Montevideo sokaklarına dünden biraz aşina olduğumuzdan, bir de dediğim gibi kendimizi buralı gibi hissettiğimizden son derece emin adımlarla ilerleyerek bisiklet kiralayacağımız yere kadar geldik. Bisiklet kirası saat başı 20 Uruguay pesosu yani 1,9 TL gibi..

Bisikletleri aldıktan sonra  sahile çıkıp yaklaşık 10-12 km’lik sahil boyunca Pocitas Plajı’na kadar gitmeye karar verdik. Rio De La Plata’nın Atlantik’le birleştiği bu sahilde sağımızda coşkun dalgalar solumuzda ise Montevideo’nun bizdekilere benzer 10-12 katlı lüx apartmanları  kendimizi kah İzmir Alsancak Kordon’unda kah Antalya Konyaaltı’nda hissederek ilerledik. Yeterince gittiğimize emin olduktan sonra dönüşe geçtik ama bu kez rüzgara karşı gidiyorduk ve başladığımız saate göre rüzgar hızını artırmış, dalgaların kıyıya her vuruşunda sular neredeyse araçların geçtiği yola kadar gelir olmuştu. Bir saat kadar bu şekilde pedal çevirdikten sonra yorulmuş, acıkmış ve susamıştık. Sahil boyundaki restaurantlardan birine girip hem karnımızı doyuralım hem de bir şeyler içelim istedik.

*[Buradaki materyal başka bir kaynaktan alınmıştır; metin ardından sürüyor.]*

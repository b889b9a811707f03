//! Assembles the fragments returned by the generation service into a single
//! standalone HTML document, ready to be written to disk or shown in a preview.

/// Combine body markup, stylesheet text and script text into one complete
/// HTML document string.
///
/// Missing fragments are treated as empty. The fragments are inserted
/// verbatim: the generation service is the trusted author of all three, and
/// the document is only ever rendered in a surface with no privileges over
/// this client.
pub fn build_document(html: Option<&str>, css: Option<&str>, js: Option<&str>) -> String {
    let html = html.unwrap_or("");
    let css = css.unwrap_or("");
    let js = js.unwrap_or("");
    format!(
        "<!doctype html><html><head><meta charset=\"utf-8\"/>\
         <meta name=\"viewport\" content=\"width=device-width,initial-scale=1\"/>\
         <style>{css}</style></head><body>{html}<script>{js}</script></body></html>"
    )
}

#[cfg(test)]
mod tests {
    use super::*;

    #[test]
    fn embeds_all_three_fragments_verbatim() {
        let doc = build_document(
            Some("<h1>Hi</h1>"),
            Some("h1{color:red}"),
            Some("console.log(1)"),
        );
        assert!(doc.contains("<style>h1{color:red}</style>"));
        assert!(doc.contains("<body><h1>Hi</h1><script>console.log(1)</script></body>"));
        assert!(doc.starts_with("<!doctype html>"));
        assert!(doc.ends_with("</html>"));
    }

    #[test]
    fn missing_fragments_become_empty_strings() {
        let doc = build_document(None, None, None);
        assert!(doc.contains("<style></style>"));
        assert!(doc.contains("<body><script></script></body>"));
    }

    #[test]
    fn contains_exactly_one_style_and_one_script_block() {
        let doc = build_document(Some("<p>x</p>"), Some("p{}"), Some("1+1"));
        assert_eq!(doc.matches("<style>").count(), 1);
        assert_eq!(doc.matches("<script>").count(), 1);
    }

    #[test]
    fn declares_charset_and_viewport() {
        let doc = build_document(Some(""), Some(""), Some(""));
        assert!(doc.contains("charset=\"utf-8\""));
        assert!(doc.contains("name=\"viewport\""));
        assert!(doc.contains("width=device-width,initial-scale=1"));
    }

    #[test]
    fn output_is_deterministic() {
        let a = build_document(Some("<div/>"), Some("div{}"), Some("void 0"));
        let b = build_document(Some("<div/>"), Some("div{}"), Some("void 0"));
        assert_eq!(a, b);
    }
}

Önce hemen buzlu birer viski söyledik; yanında da Uruguay’ın meşhur lezzetlerinden biri olan Civito istedik. Civito, patates kızartması, pilav, biftek, sahanda yumurta, domates ve marul’un bir arada ve aynı tabak içinde sunulan şekli. Biraz karışık oldu tabii ama şöyle anlatırsam belki daha net olur; tabağın en altına yarı patates kızartması yarı pilav koyuyorlar, sonra bunların üzerine güzel pişirilmiş kocaman bir biftek yerleştirip en üstüne de sahanda pişirilmiş yumurta oturtuyorlar. Domates ve marulla da tabağı süslüyorlar. Öyle büyük bir porsiyon ki biz ikimiz rahatlıkla doyduk diyebiliriz.

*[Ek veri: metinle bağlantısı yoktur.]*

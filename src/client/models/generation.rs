//! Wire types exchanged with the generation endpoint.

use serde::{Deserialize, Serialize};

/// Request body for `POST /api/generate`, tagged by mode.
#[derive(Debug, Clone, Serialize, PartialEq, Eq)]
#[serde(tag = "mode", rename_all = "lowercase")]
pub enum GenerationRequest {
    Prompt { prompt: String, provider: String },
    Url { url: String },
}

/// Response body of a successful generation.
///
/// Every field is optional from this client's perspective; `zip_base64` in
/// particular lags behind the code fragments until the service has finished
/// packaging the site.
#[derive(Debug, Clone, Default, Serialize, Deserialize, PartialEq, Eq)]
#[serde(rename_all = "camelCase", default)]
pub struct GenerationResult {
    pub html: Option<String>,
    pub css: Option<String>,
    pub js: Option<String>,
    pub zip_base64: Option<String>,
    pub filename: Option<String>,
}

impl GenerationResult {
    /// True when a downloadable ZIP payload is present and non-empty.
    pub fn has_archive(&self) -> bool {
        self.zip_base64.as_deref().is_some_and(|s| !s.is_empty())
    }
}

/// Error body the endpoint sends alongside a non-success status.
#[derive(Debug, Clone, Default, Deserialize)]
#[serde(default)]
pub struct ErrorReply {
    pub error: Option<String>,
}

#[cfg(test)]
mod tests {
    use super::*;

    #[test]
    fn prompt_request_carries_mode_prompt_and_provider() {
        let req = GenerationRequest::Prompt {
            prompt: "a landing page".to_string(),
            provider: "gemini".to_string(),
        };
        let json = serde_json::to_value(&req).unwrap();
        assert_eq!(json["mode"], "prompt");
        assert_eq!(json["prompt"], "a landing page");
        assert_eq!(json["provider"], "gemini");
    }

    #[test]
    fn url_request_carries_mode_url_and_no_provider() {
        let req = GenerationRequest::Url {
            url: "https://example.com".to_string(),
        };
        let json = serde_json::to_value(&req).unwrap();
        assert_eq!(json["mode"], "url");
        assert_eq!(json["url"], "https://example.com");
        assert!(json.get("provider").is_none());
    }

    #[test]
    fn result_tolerates_missing_fields() {
        let result: GenerationResult = serde_json::from_str("{}").unwrap();
        assert_eq!(result, GenerationResult::default());
        assert!(!result.has_archive());
    }

    #[test]
    fn result_maps_camel_case_zip_field() {
        let result: GenerationResult =
            serde_json::from_str(r#"{"zipBase64":"AAAA","filename":"site.zip"}"#).unwrap();
        assert_eq!(result.zip_base64.as_deref(), Some("AAAA"));
        assert_eq!(result.filename.as_deref(), Some("site.zip"));
        assert!(result.has_archive());
    }

    #[test]
    fn empty_zip_string_counts_as_absent() {
        let result: GenerationResult = serde_json::from_str(r#"{"zipBase64":""}"#).unwrap();
        assert!(!result.has_archive());
    }
}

Viskilerimizi bitirir bitirmez tekrar yola koyulup yaklaşık 3,5 saatlik bu zorlu (dönüş için geçerli) ama keyifli bisiklet turunu tamamladık. Otobüs saatine daha epeyce olduğundan, kalan zamanı etrafta yavaş yavaş gezinerek ve dün yağmur altında görmeye çalıştığımız yerleri bu kez güzel havada izleyerek geçirdik..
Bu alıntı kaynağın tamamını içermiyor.